Action item
After locating the line that contains "pub fn is_empty(&self)" in the data below, set down exactly that line and each one after it through the line that contains "pub fn put(&mut", and nothing more.
### Material for this task ###
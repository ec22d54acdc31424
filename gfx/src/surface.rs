//! Owned pixel buffer with bounds-checked access.

use alloc::vec::Vec;

use driftwm_abi::WmError;

/// A heap-backed rectangle of packed-RGB pixels.
///
/// Rows are `pitch_px` pixels apart. Full-surface frames mirror the physical
/// surface's padded pitch so frame indices line up one-to-one with physical
/// indices; window canvases use a packed pitch equal to their width.
///
/// All coordinate access is bounds-checked: reads off the buffer return
/// `None`, writes off the buffer are silently discarded. That discard is the
/// sole clipping mechanism in the compositor, which lets window geometry go
/// negative or past the surface edge without any clamping upstream.
pub struct PixelBuffer {
    data: Vec<u32>,
    width: u32,
    height: u32,
    pitch_px: usize,
}

impl PixelBuffer {
    /// Allocate a zero-filled buffer with packed rows (`pitch_px == width`).
    pub fn try_new(width: u32, height: u32) -> Result<Self, WmError> {
        Self::try_with_pitch(width, height, width as usize)
    }

    /// Allocate a zero-filled buffer with an explicit row stride in pixels.
    ///
    /// Fails with [`WmError::OutOfMemory`] when the allocation cannot be
    /// satisfied, leaving nothing behind.
    pub fn try_with_pitch(width: u32, height: u32, pitch_px: usize) -> Result<Self, WmError> {
        if width == 0 || height == 0 || pitch_px < width as usize {
            return Err(WmError::InvalidSurface);
        }
        let len = pitch_px
            .checked_mul(height as usize)
            .ok_or(WmError::OutOfMemory)?;
        let mut data = Vec::new();
        data.try_reserve_exact(len).map_err(|_| WmError::OutOfMemory)?;
        data.resize(len, 0);
        Ok(Self {
            data,
            width,
            height,
            pitch_px,
        })
    }

    #[inline]
    pub fn width(&self) -> u32 {
        self.width
    }

    #[inline]
    pub fn height(&self) -> u32 {
        self.height
    }

    #[inline]
    pub fn pitch_px(&self) -> usize {
        self.pitch_px
    }

    #[inline]
    pub fn len(&self) -> usize {
        self.data.len()
    }

    #[inline]
    pub fn is_empty(&self) -> bool {
        self.data.is_empty()
    }

    #[inline]
    fn index(&self, x: i32, y: i32) -> Option<usize> {
        if x < 0 || y < 0 || x >= self.width as i32 || y >= self.height as i32 {
            return None;
        }
        Some(x as usize + self.pitch_px * y as usize)
    }

    /// Bounds-checked read.
    #[inline]
    pub fn get(&self, x: i32, y: i32) -> Option<u32> {
        self.index(x, y).map(|i| self.data[i])
    }

    /// Bounds-checked write; out-of-range coordinates are discarded.
    #[inline]
    pub fn put(&mut self, x: i32, y: i32, px: u32) {
        if let Some(i) = self.index(x, y) {
            self.data[i] = px;
        }
    }

    /// Fill every pixel, padding cells included.
    pub fn fill(&mut self, px: u32) {
        self.data.fill(px);
    }

    #[inline]
    pub fn as_slice(&self) -> &[u32] {
        &self.data
    }

    #[inline]
    pub fn as_mut_slice(&mut self) -> &mut [u32] {
        &mut self.data
    }
}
###
Solution to this task
    pub fn is_empty(&self) -> bool {
        self.data.is_empty()
    }

    #[inline]
    fn index(&self, x: i32, y: i32) -> Option<usize> {
        if x < 0 || y < 0 || x >= self.width as i32 || y >= self.height as i32 {
            return None;
        }
        Some(x as usize + self.pitch_px * y as usize)
    }

    /// Bounds-checked read.
    #[inline]
    pub fn get(&self, x: i32, y: i32) -> Option<u32> {
        self.index(x, y).map(|i| self.data[i])
    }

    /// Bounds-checked write; out-of-range coordinates are discarded.
    #[inline]
    pub fn put(&mut self, x: i32, y: i32, px: u32) {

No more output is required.